TASK DESCRIPTION =>
Only lines that contain the string "impl" should be returned from the material below.
________
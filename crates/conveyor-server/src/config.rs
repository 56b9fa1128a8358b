//! Process configuration, read from environment variables.
//!
//! | Variable | Default |
//! |---|---|
//! | `API_PORT` | 8080 |
//! | `HTTP_READ_TIMEOUT` | 15s |
//! | `HTTP_WRITE_TIMEOUT` | 15s |
//! | `WORKERS` | 4 |
//! | `QUEUE_SIZE` | 64 |
//! | `ENQUEUE_TIMEOUT` | unset (wait for a slot indefinitely) |
//! | `STATUS_TTL` | unset (status entries are kept forever) |
//! | `HTTP_SHUTDOWN_TIMEOUT` | 5s |
//! | `SHUTDOWN_TIMEOUT` | 30s |
//!
//! Durations are either duration strings (`"500ms"`, `"15s"`, `"1m30s"`) or a
//! bare integer number of seconds.

use std::time::Duration;

use conveyor_core::{PoolConfig, ShutdownConfig};
use figment::Figment;
use figment::providers::Env;
use serde::Deserialize;
use thiserror::Error;

const VARIABLES: &[&str] = &[
    "API_PORT",
    "HTTP_READ_TIMEOUT",
    "HTTP_WRITE_TIMEOUT",
    "WORKERS",
    "QUEUE_SIZE",
    "ENQUEUE_TIMEOUT",
    "STATUS_TTL",
    "HTTP_SHUTDOWN_TIMEOUT",
    "SHUTDOWN_TIMEOUT",
];

#[derive(Debug, Error)]
pub enum ConfigError {
    #[error("failed to read configuration: {0}")]
    Figment(#[from] figment::Error),

    #[error("invalid configuration: {0}")]
    Invalid(String),
}

#[derive(Debug, Clone, PartialEq, Eq, Deserialize)]
#[serde(default)]
pub struct Settings {
    /// Listen port; 0 is rejected by `validate`
    pub api_port: u16,

    /// Bound for reading a request body
    #[serde(deserialize_with = "duration::required")]
    pub http_read_timeout: Duration,

    /// Bound for handling a whole request
    #[serde(deserialize_with = "duration::required")]
    pub http_write_timeout: Duration,

    pub workers: usize,
    pub queue_size: usize,

    #[serde(deserialize_with = "duration::optional")]
    pub enqueue_timeout: Option<Duration>,

    /// Retention for finished task statuses; enables the status GC when set
    #[serde(deserialize_with = "duration::optional")]
    pub status_ttl: Option<Duration>,

    /// Bound for stopping the HTTP server during shutdown
    #[serde(deserialize_with = "duration::required")]
    pub http_shutdown_timeout: Duration,

    /// Bound for the whole shutdown sequence
    #[serde(deserialize_with = "duration::required")]
    pub shutdown_timeout: Duration,
}

impl Default for Settings {
    fn default() -> Self {
        Self {
            api_port: 8080,
            http_read_timeout: Duration::from_secs(15),
            http_write_timeout: Duration::from_secs(15),
            workers: 4,
            queue_size: 64,
            enqueue_timeout: None,
            status_ttl: None,
            http_shutdown_timeout: Duration::from_secs(5),
            shutdown_timeout: Duration::from_secs(30),
        }
    }
}

impl Settings {
    /// Defaults overridden by the process environment, then validated.
    pub fn load() -> Result<Self, ConfigError> {
        let settings: Settings = Self::figment().extract()?;
        settings.validate()?;
        Ok(settings)
    }

    pub fn figment() -> Figment {
        Figment::new().merge(Env::raw().only(VARIABLES))
    }

    pub fn validate(&self) -> Result<(), ConfigError> {
        if self.api_port == 0 {
            return Err(ConfigError::Invalid("http port must be greater than 0".into()));
        }
        self.pool_config()
            .validate()
            .map_err(|err| ConfigError::Invalid(err.to_string()))?;
        if self.shutdown_timeout.is_zero() {
            return Err(ConfigError::Invalid(
                "shutdown timeout must be greater than 0".into(),
            ));
        }
        Ok(())
    }

    pub fn pool_config(&self) -> PoolConfig {
        let config = PoolConfig::new(self.workers, self.queue_size);
        match self.enqueue_timeout {
            Some(timeout) => config.with_enqueue_timeout(timeout),
            None => config,
        }
    }

    pub fn shutdown_config(&self) -> ShutdownConfig {
        ShutdownConfig {
            transport_timeout: self.http_shutdown_timeout,
            deadline: self.shutdown_timeout,
        }
    }
}

mod duration {
    use std::time::Duration;

    use serde::{Deserialize, Deserializer, de};

    #[derive(Deserialize)]
    #[serde(untagged)]
    enum Raw {
        Seconds(u64),
        Text(String),
    }

    impl Raw {
        fn into_duration<E: de::Error>(self) -> Result<Duration, E> {
            match self {
                Raw::Seconds(secs) => Ok(Duration::from_secs(secs)),
                Raw::Text(text) => super::parse_duration(&text).map_err(E::custom),
            }
        }
    }

    pub fn required<'de, D>(deserializer: D) -> Result<Duration, D::Error>
    where
        D: Deserializer<'de>,
    {
        Raw::deserialize(deserializer)?.into_duration()
    }

    pub fn optional<'de, D>(deserializer: D) -> Result<Option<Duration>, D::Error>
    where
        D: Deserializer<'de>,
    {
        Raw::deserialize(deserializer)?.into_duration().map(Some)
    }
}

/// Parse `"300ms"`, `"1.5s"`, `"1m30s"`, `"2h"` and bare seconds (`"15"`).
///
/// Units: `ns`, `us` (or `µs`), `ms`, `s`, `m`, `h`. Negative values are rejected.
pub fn parse_duration(input: &str) -> Result<Duration, String> {
    let text = input.trim();
    if text.is_empty() {
        return Err("empty duration".into());
    }
    if let Ok(secs) = text.parse::<u64>() {
        return Ok(Duration::from_secs(secs));
    }

    let mut nanos = 0f64;
    let mut rest = text;
    while !rest.is_empty() {
        let number_len = rest
            .find(|c: char| !(c.is_ascii_digit() || c == '.'))
            .unwrap_or(rest.len());
        if number_len == 0 {
            return Err(format!("invalid duration {input:?}"));
        }
        let value: f64 = rest[..number_len]
            .parse()
            .map_err(|_| format!("invalid duration {input:?}"))?;
        rest = &rest[number_len..];

        let unit_len = rest
            .find(|c: char| c.is_ascii_digit() || c == '.')
            .unwrap_or(rest.len());
        let scale = match &rest[..unit_len] {
            "ns" => 1.0,
            "us" | "µs" => 1e3,
            "ms" => 1e6,
            "s" => 1e9,
            "m" => 60e9,
            "h" => 3600e9,
            "" => return Err(format!("missing unit in duration {input:?}")),
            unit => return Err(format!("unknown unit {unit:?} in duration {input:?}")),
        };
        rest = &rest[unit_len..];
        nanos += value * scale;
    }

    if !nanos.is_finite() || nanos > u64::MAX as f64 {
        return Err(format!("duration {input:?} is out of range"));
    }
    Ok(Duration::from_nanos(nanos.round() as u64))
}

#[cfg(test)]
mod tests {
    use super::*;
    use figment::Jail;
    use rstest::rstest;

    #[test]
    fn defaults_match_documented_values() {
        let settings = Settings::default();
        assert_eq!(settings.api_port, 8080);
        assert_eq!(settings.http_read_timeout, Duration::from_secs(15));
        assert_eq!(settings.http_write_timeout, Duration::from_secs(15));
        assert_eq!(settings.workers, 4);
        assert_eq!(settings.queue_size, 64);
        assert_eq!(settings.enqueue_timeout, None);
        assert_eq!(settings.status_ttl, None);
        assert_eq!(settings.shutdown_config(), ShutdownConfig::default());
        assert!(settings.validate().is_ok());
    }

    #[test]
    fn empty_environment_gives_defaults() {
        Jail::expect_with(|_jail| {
            assert_eq!(Settings::load().unwrap(), Settings::default());
            Ok(())
        });
    }

    #[test]
    fn environment_overrides_defaults() {
        Jail::expect_with(|jail| {
            jail.set_env("API_PORT", "9090");
            jail.set_env("HTTP_READ_TIMEOUT", "2s");
            jail.set_env("HTTP_WRITE_TIMEOUT", "1m30s");
            jail.set_env("WORKERS", "8");
            jail.set_env("QUEUE_SIZE", "128");
            jail.set_env("ENQUEUE_TIMEOUT", "250ms");
            jail.set_env("STATUS_TTL", "10m");
            jail.set_env("SHUTDOWN_TIMEOUT", "45");

            let settings = Settings::load().unwrap();
            assert_eq!(settings.api_port, 9090);
            assert_eq!(settings.http_read_timeout, Duration::from_secs(2));
            assert_eq!(settings.http_write_timeout, Duration::from_secs(90));
            assert_eq!(settings.workers, 8);
            assert_eq!(settings.queue_size, 128);
            assert_eq!(settings.enqueue_timeout, Some(Duration::from_millis(250)));
            assert_eq!(settings.status_ttl, Some(Duration::from_secs(600)));
            assert_eq!(settings.shutdown_timeout, Duration::from_secs(45));
            assert_eq!(settings.pool_config().enqueue_timeout, Some(Duration::from_millis(250)));
            Ok(())
        });
    }

    #[test]
    fn unrelated_variables_are_ignored() {
        Jail::expect_with(|jail| {
            jail.set_env("PORT", "1");
            jail.set_env("TIMEOUT", "nonsense");
            assert_eq!(Settings::load().unwrap(), Settings::default());
            Ok(())
        });
    }

    #[rstest]
    #[case::port_zero("API_PORT", "0")]
    #[case::no_workers("WORKERS", "0")]
    #[case::no_queue("QUEUE_SIZE", "0")]
    #[case::no_shutdown_budget("SHUTDOWN_TIMEOUT", "0s")]
    fn out_of_range_values_are_invalid(#[case] key: &str, #[case] value: &str) {
        Jail::expect_with(|jail| {
            jail.set_env(key, value);
            let err = Settings::load().unwrap_err();
            assert!(matches!(err, ConfigError::Invalid(_)), "{key}={value}: {err}");
            Ok(())
        });
    }

    #[test]
    fn zero_port_is_invalid_without_the_environment() {
        let settings = Settings {
            api_port: 0,
            ..Settings::default()
        };
        assert!(matches!(settings.validate(), Err(ConfigError::Invalid(_))));
    }

    #[rstest]
    #[case::not_a_number("WORKERS", "many")]
    #[case::port_too_big("API_PORT", "70000")]
    #[case::negative_port("API_PORT", "-80")]
    #[case::negative_workers("WORKERS", "-1")]
    #[case::bad_duration("HTTP_READ_TIMEOUT", "fast")]
    #[case::missing_unit("HTTP_WRITE_TIMEOUT", "1m30")]
    fn unparsable_values_are_rejected(#[case] key: &str, #[case] value: &str) {
        Jail::expect_with(|jail| {
            jail.set_env(key, value);
            let err = Settings::load().unwrap_err();
            assert!(matches!(err, ConfigError::Figment(_)), "{key}={value}: {err}");
            Ok(())
        });
    }

    #[rstest]
    #[case("15s", Duration::from_secs(15))]
    #[case("500ms", Duration::from_millis(500))]
    #[case("1m30s", Duration::from_secs(90))]
    #[case("2h", Duration::from_secs(7200))]
    #[case("1.5s", Duration::from_millis(1500))]
    #[case("250us", Duration::from_micros(250))]
    #[case("0", Duration::ZERO)]
    #[case("20", Duration::from_secs(20))]
    fn parses_duration_strings(#[case] input: &str, #[case] expected: Duration) {
        assert_eq!(parse_duration(input), Ok(expected));
    }

    #[rstest]
    #[case("")]
    #[case("s")]
    #[case("10x")]
    #[case("-5s")]
    #[case("1.2.3s")]
    fn rejects_bad_duration_strings(#[case] input: &str) {
        assert!(parse_duration(input).is_err(), "{input:?}");
    }
}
________
OUTPUT OF THE TASK =>
impl Default for Settings {
impl Settings {
    impl Raw {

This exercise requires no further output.